Don’t mess with a woman’s storage space, or the result will be a stake-level intervention.

Over the last month, I’ve had numerous conversations with ward members about the policies and practices regarding the cabinets in our meeting house.  Those with a vested interest include teachers, counselors, presidents, and sisters who organize food for ward activities.  Real estate in these cabinets is at a premium, so the rules for allocating space are occasionally scrutinized and challenged, usually when there’s a change in leadership.

Our building has a row of cabinets along the north wall of the Relief Society room that are used by two family wards, a student ward and the seminary teacher.

Five years I was given the code for one column of these cabinets.  (My then-11-year-old son watched me use my code, inferred a pattern for the rest of the cabinets, and hacked into the whole row of them. But that’s another story.) Since then, I have seen a variety of items stored and retrieved from our ward’s column of cabinets, which consists of two sets of doors revealing 8 shelves total.

When you open these cabinets, you find dry erasers, magnets, church manuals, bookmarks, reams of paper, DVDs, table cloths, silk flowers, vases, framed pictures, and other items used to support Sunday teaching, midweek meetings and meals for funerals and for ward activities.

In an effort to maximize the space allotted to our ward’s use, I recently worked with a counselor in the Relief Society presidency to remove obsolete items and straighten up the placement of the remaining items.

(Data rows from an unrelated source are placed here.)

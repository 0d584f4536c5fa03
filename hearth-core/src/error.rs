//! Error types for the Hearth core.
//!
//! Uses `thiserror` for the public error type with structured variants
//! covering admission, lifecycle, engine, and coordinator failures. All
//! errors propagate synchronously to the caller; the core never retries
//! internally, since retry policy belongs to the transport layer.

use std::path::PathBuf;

/// Top-level error type for the Hearth core library.
#[derive(Debug, thiserror::Error)]
pub enum CoreError {
    #[error("Unknown model: {model_id}")]
    UnknownModel { model_id: String },

    #[error("Model already registered: {model_id}")]
    ModelAlreadyRegistered { model_id: String },

    #[error("Invalid descriptor for model '{model_id}': {reason}")]
    InvalidDescriptor { model_id: String, reason: String },

    #[error("Model artifact not readable: {path}")]
    ArtifactUnreadable { path: PathBuf },

    #[error(
        "Insufficient resources to load '{model_id}': needs {needed_mb} MB, at most {reclaimable_mb} MB reclaimable"
    )]
    InsufficientResources {
        model_id: String,
        needed_mb: u64,
        reclaimable_mb: u64,
    },

    #[error("System under resource pressure, load of '{model_id}' rejected")]
    SystemUnderPressure { model_id: String },

    #[error("Loading '{model_id}' timed out after {timeout_secs}s")]
    LoadTimeout { model_id: String, timeout_secs: u64 },

    #[error("Eviction of '{model_id}' timed out after {timeout_secs}s waiting for in-flight requests to drain")]
    EvictionTimeout { model_id: String, timeout_secs: u64 },

    #[error("Engine failed to load '{model_id}': {message}")]
    EngineLoadFailure { model_id: String, message: String },

    #[error("Engine failure: {message}")]
    EngineFailure { message: String },

    #[error("Model '{model_id}' is overloaded: queue wait exceeded {waited_ms}ms")]
    Overloaded { model_id: String, waited_ms: u64 },

    #[error("Resource data is stale; refusing to trust the last snapshot")]
    StaleResourceData,

    #[error("Conflicting lifecycle transition for '{model_id}': {reason}")]
    TransitionConflict { model_id: String, reason: String },

    #[error("Request was cancelled before dispatch")]
    RequestCancelled,

    #[error("IO error: {0}")]
    Io(#[from] std::io::Error),

    #[error("Serialization error: {0}")]
    Serialization(#[from] serde_json::Error),
}

impl CoreError {
    /// Whether the transport layer should surface this as a transient
    /// "system busy" condition rather than a hard failure.
    pub fn is_transient(&self) -> bool {
        matches!(
            self,
            CoreError::InsufficientResources { .. }
                | CoreError::SystemUnderPressure { .. }
                | CoreError::LoadTimeout { .. }
                | CoreError::EvictionTimeout { .. }
                | CoreError::Overloaded { .. }
                | CoreError::StaleResourceData
        )
    }
}

/// A type alias for results using the top-level `CoreError`.
pub type Result<T> = std::result::Result<T, CoreError>;
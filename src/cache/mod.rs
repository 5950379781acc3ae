//! File handle caching layer
//!
//! Sits between the query orchestrator and the remote file service and
//! deduplicates handle resolution calls within a TTL window.

pub mod clock;
pub mod handles;

pub use clock::{Clock, MonotonicClock};
pub use handles::{CacheStats, HandleCache, DEFAULT_TTL};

We found remnants from activities past:  a dozen manuals for last year’s Relief Society / Priesthood curriculum, bookmarks with the teaching schedule from 2012, a record of compassionate service rendered in 2011, handouts from lesson taught over many a Sunday past, and a cassette player.  Yes, cassette. Digging further back, I expected to find craft kits for making macrame scripture totes.

Then there were the illegal items: candles, mounting putty and various items that are supposed to be stored in the meeting house library.

Our organizing efforts resulted in a bag of trash, a Xerox box worth of materials belonging to other auxiliaries or the library and one box of oddities—such as a dozen large ice cream bowls.  I took the oddities home to store for a year before giving them away. I have no idea who knows this code and expects to retrieve the oddities that were stored there. They have a year to claim them.

Last week, a facilities management employee gave me a tour of all the building’s storage space—ward cabinets, stake cabinets, and church maintenance cabinets. There are also eight cabinets in a closet off the stage. Who knew? It was as though he had knocked on a wood panel and a hidden room was revealed.

I have heard a few tales about the use and allotment of the cabinets in our building (not just for Relief Society, but for Primary, youth, and scouts). These anecdotes convince me that this additional space would be much coveted. But I won’t relay these stories because they might be tedious, confidential and/or controversial.

As far as I understand, these cabinets will remain empty until someone on a stake level calls a meeting to assign them to some or all of the interested parties.

At this point the facilities manager told me that he is recusing himself from the decision: “After years of working with church women over cabinet allocation, I refuse to get involved anymore.” He’s leaving that to priesthood leadership. I have decided to put the issue of requests for more space from sisters in our ward on the back burner for now.

I’m hoping all the people in charge of our building can find the Wisdom of Solomon regarding cabinet allocation when needed.  So far as I know, conflicts over storage have resulted–not in blows–but in no more than a kerfuffle.  In the mean time, I advise my son in strong terms to stay out of the other wards’ cabinets.